#### [DATASET CONTENT]
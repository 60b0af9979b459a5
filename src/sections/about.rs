use yew::prelude::*;

use crate::config;
use crate::content::{ABOUT_FEATURES, ABOUT_STATS};
use crate::hooks::counter::{use_count_up, CountUp};
use crate::hooks::visibility::{reveal, use_visibility, RevealMode};

#[function_component(About)]
pub fn about() -> Html {
    let section = use_node_ref();
    let visible = use_visibility(section.clone(), config::ABOUT_REVEAL_THRESHOLD, RevealMode::Latch);
    // All three stats share one run so they land together.
    let counters = use_count_up(visible, CountUp::default());

    html! {
        <section id="about" ref={section} class="about-section">
            <div class="about-backdrop-text">{"ABOUT US"}</div>
            <div class="section-inner about-grid">
                <div class={classes!(reveal(visible), "from-left")}>
                    <div class="about-visual">
                        <div class="about-image">
                            <img src="/about-image.jpg" alt="学习英语" />
                            <div class="about-image-shade"></div>
                        </div>
                        <div class="about-floating-stat float-1">
                            <div class="about-floating-icon">{"👥"}</div>
                            <div>
                                <div class="about-floating-value">{"50k+"}</div>
                                <div class="about-floating-label">{"活跃学员"}</div>
                            </div>
                        </div>
                    </div>
                </div>

                <div class={classes!(reveal(visible), "from-right", "delay-200")}>
                    <span class="section-tag violet">{"关于我们"}</span>
                    <h2>{"通过视频掌握"}<span class="text-gradient">{"英语口语"}</span></h2>
                    <p class="about-lead">
                        {"我们精选来自热门YouTube创作者的优质内容，将娱乐转化为强大的学习体验。我们的方法结合了最新的语言学习理论和实践，帮助您在轻松愉快的氛围中提升英语能力。"}
                    </p>
                    <div class="about-features">
                        { for ABOUT_FEATURES.iter().map(|feature| html! {
                            <div class="about-feature">
                                <span class="check">{"✓"}</span>
                                <span>{*feature}</span>
                            </div>
                        }) }
                    </div>
                    <div class="about-stats">
                        { for ABOUT_STATS.iter().map(|stat| html! {
                            <div class="about-stat">
                                <div class="about-stat-icon" style={format!("color: {}", stat.color)}>{stat.icon.glyph()}</div>
                                <div class="about-stat-value">{format!("{}{}", counters.value(stat.target), stat.suffix)}</div>
                                <div class="about-stat-label">{stat.label}</div>
                            </div>
                        }) }
                    </div>
                </div>
            </div>
            <style>
                {r#"
                .about-section { padding: 96px 0; background: #fff; position: relative; overflow: hidden; }
                .about-backdrop-text {
                    position: absolute;
                    top: 50%;
                    left: 0;
                    transform: translateY(-50%);
                    font-size: 200px;
                    font-weight: 700;
                    color: #f9fafb;
                    white-space: nowrap;
                    pointer-events: none;
                    user-select: none;
                }
                .about-grid { display: grid; grid-template-columns: 1fr; gap: 64px; align-items: center; }
                @media (min-width: 1024px) {
                    .about-grid { grid-template-columns: 1fr 1fr; }
                }
                .about-visual { position: relative; }
                .about-image { position: relative; border-radius: 24px; overflow: hidden; box-shadow: 0 25px 50px rgba(0, 0, 0, 0.25); }
                .about-image img { width: 100%; height: auto; display: block; }
                .about-image-shade { position: absolute; inset: 0; background: linear-gradient(to top, rgba(0, 0, 0, 0.2), transparent); }
                .about-floating-stat {
                    position: absolute;
                    right: -24px;
                    bottom: -24px;
                    display: flex;
                    gap: 16px;
                    align-items: center;
                    background: #fff;
                    border-radius: 16px;
                    box-shadow: 0 20px 25px rgba(0, 0, 0, 0.1);
                    padding: 24px;
                }
                .about-floating-icon { width: 56px; height: 56px; border-radius: 12px; background: rgba(255, 106, 106, 0.1); display: flex; align-items: center; justify-content: center; font-size: 26px; }
                .about-floating-value { font-size: 24px; font-weight: 700; color: #111827; }
                .about-floating-label { font-size: 14px; color: #6b7280; }
                .about-lead { font-size: 18px; color: #4b5563; margin-bottom: 32px; }
                .about-features { display: grid; grid-template-columns: repeat(auto-fit, minmax(200px, 1fr)); gap: 16px; margin-bottom: 40px; }
                .about-feature { display: flex; align-items: center; gap: 12px; color: #374151; }
                .check { width: 24px; height: 24px; border-radius: 50%; background: rgba(80, 200, 120, 0.1); color: #50c878; display: flex; align-items: center; justify-content: center; transition: all 0.3s ease; }
                .about-feature:hover .check { background: #50c878; color: #fff; }
                .about-stats { display: grid; grid-template-columns: repeat(3, 1fr); gap: 24px; }
                .about-stat { text-align: center; padding: 16px; background: #f9fafb; border-radius: 16px; transition: all 0.3s ease; }
                .about-stat:hover { background: #fff; box-shadow: 0 10px 15px rgba(0, 0, 0, 0.1); }
                .about-stat-icon { font-size: 22px; margin-bottom: 8px; }
                .about-stat-value { font-size: 30px; font-weight: 700; color: #111827; }
                .about-stat-label { font-size: 14px; color: #6b7280; }
                "#}
            </style>
        </section>
    }
}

#### [WORK REQUIRED]
Each line must be set down again exactly as above, with no line omitted.

#### [PROBLEM SOLUTION]
repository 60b0af9979b459a5
filename src/sections/about.rs
use yew::prelude::*;

use crate::config;
use crate::content::{ABOUT_FEATURES, ABOUT_STATS};
use crate::hooks::counter::{use_count_up, CountUp};
use crate::hooks::visibility::{reveal, use_visibility, RevealMode};

#[function_component(About)]
pub fn about() -> Html {
    let section = use_node_ref();
    let visible = use_visibility(section.clone(), config::ABOUT_REVEAL_THRESHOLD, RevealMode::Latch);
    // All three stats share one run so they land together.
    let counters = use_count_up(visible, CountUp::default());

    html! {
        <section id="about" ref={section} class="about-section">
            <div class="about-backdrop-text">{"ABOUT US"}</div>
            <div class="section-inner about-grid">
                <div class={classes!(reveal(visible), "from-left")}>
                    <div class="about-visual">
                        <div class="about-image">
                            <img src="/about-image.jpg" alt="学习英语" />
                            <div class="about-image-shade"></div>
                        </div>
                        <div class="about-floating-stat float-1">
                            <div class="about-floating-icon">{"👥"}</div>
                            <div>
                                <div class="about-floating-value">{"50k+"}</div>
                                <div class="about-floating-label">{"活跃学员"}</div>
                            </div>
                        </div>
                    </div>
                </div>

                <div class={classes!(reveal(visible), "from-right", "delay-200")}>
                    <span class="section-tag violet">{"关于我们"}</span>
                    <h2>{"通过视频掌握"}<span class="text-gradient">{"英语口语"}</span></h2>
                    <p class="about-lead">
                        {"我们精选来自热门YouTube创作者的优质内容，将娱乐转化为强大的学习体验。我们的方法结合了最新的语言学习理论和实践，帮助您在轻松愉快的氛围中提升英语能力。"}
                    </p>
                    <div class="about-features">
                        { for ABOUT_FEATURES.iter().map(|feature| html! {
                            <div class="about-feature">
                                <span class="check">{"✓"}</span>
                                <span>{*feature}</span>
                            </div>
                        }) }
                    </div>
                    <div class="about-stats">
                        { for ABOUT_STATS.iter().map(|stat| html! {
                            <div class="about-stat">
                                <div class="about-stat-icon" style={format!("color: {}", stat.color)}>{stat.icon.glyph()}</div>
                                <div class="about-stat-value">{format!("{}{}", counters.value(stat.target), stat.suffix)}</div>
                                <div class="about-stat-label">{stat.label}</div>
                            </div>
                        }) }
                    </div>
                </div>
            </div>
            <style>
                {r#"
                .about-section { padding: 96px 0; background: #fff; position: relative; overflow: hidden; }
                .about-backdrop-text {
                    position: absolute;
                    top: 50%;
                    left: 0;
                    transform: translateY(-50%);
                    font-size: 200px;
                    font-weight: 700;
                    color: #f9fafb;
                    white-space: nowrap;
                    pointer-events: none;
                    user-select: none;
                }
                .about-grid { display: grid; grid-template-columns: 1fr; gap: 64px; align-items: center; }
                @media (min-width: 1024px) {
                    .about-grid { grid-template-columns: 1fr 1fr; }
                }
                .about-visual { position: relative; }
                .about-image { position: relative; border-radius: 24px; overflow: hidden; box-shadow: 0 25px 50px rgba(0, 0, 0, 0.25); }
                .about-image img { width: 100%; height: auto; display: block; }
                .about-image-shade { position: absolute; inset: 0; background: linear-gradient(to top, rgba(0, 0, 0, 0.2), transparent); }
                .about-floating-stat {
                    position: absolute;
                    right: -24px;
                    bottom: -24px;
                    display: flex;
                    gap: 16px;
                    align-items: center;
                    background: #fff;
                    border-radius: 16px;
                    box-shadow: 0 20px 25px rgba(0, 0, 0, 0.1);
                    padding: 24px;
                }
                .about-floating-icon { width: 56px; height: 56px; border-radius: 12px; background: rgba(255, 106, 106, 0.1); display: flex; align-items: center; justify-content: center; font-size: 26px; }
                .about-floating-value { font-size: 24px; font-weight: 700; color: #111827; }
                .about-floating-label { font-size: 14px; color: #6b7280; }
                .about-lead { font-size: 18px; color: #4b5563; margin-bottom: 32px; }
                .about-features { display: grid; grid-template-columns: repeat(auto-fit, minmax(200px, 1fr)); gap: 16px; margin-bottom: 40px; }
                .about-feature { display: flex; align-items: center; gap: 12px; color: #374151; }
                .check { width: 24px; height: 24px; border-radius: 50%; background: rgba(80, 200, 120, 0.1); color: #50c878; display: flex; align-items: center; justify-content: center; transition: all 0.3s ease; }
                .about-feature:hover .check { background: #50c878; color: #fff; }
                .about-stats { display: grid; grid-template-columns: repeat(3, 1fr); gap: 24px; }
                .about-stat { text-align: center; padding: 16px; background: #f9fafb; border-radius: 16px; transition: all 0.3s ease; }
                .about-stat:hover { background: #fff; box-shadow: 0 10px 15px rgba(0, 0, 0, 0.1); }
                .about-stat-icon { font-size: 22px; margin-bottom: 8px; }
                .about-stat-value { font-size: 30px; font-weight: 700; color: #111827; }
                .about-stat-label { font-size: 14px; color: #6b7280; }
                "#}
            </style>
        </section>
    }
}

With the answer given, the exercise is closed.